**Record excerpts**
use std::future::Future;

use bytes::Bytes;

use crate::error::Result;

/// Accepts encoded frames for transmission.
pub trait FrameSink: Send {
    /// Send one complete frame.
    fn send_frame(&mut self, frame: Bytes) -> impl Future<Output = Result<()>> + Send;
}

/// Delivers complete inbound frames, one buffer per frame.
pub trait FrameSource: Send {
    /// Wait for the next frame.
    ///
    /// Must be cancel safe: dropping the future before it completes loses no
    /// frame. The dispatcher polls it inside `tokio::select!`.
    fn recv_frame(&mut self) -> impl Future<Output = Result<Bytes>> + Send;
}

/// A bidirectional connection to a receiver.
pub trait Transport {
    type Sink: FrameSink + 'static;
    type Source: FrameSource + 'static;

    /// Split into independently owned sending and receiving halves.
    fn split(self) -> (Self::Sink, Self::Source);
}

**Work task**
Where does the word "FrameSource" appear in the listing above? Copy every line that holds it.

**Reply**
pub trait FrameSource: Send {
    type Source: FrameSource + 'static;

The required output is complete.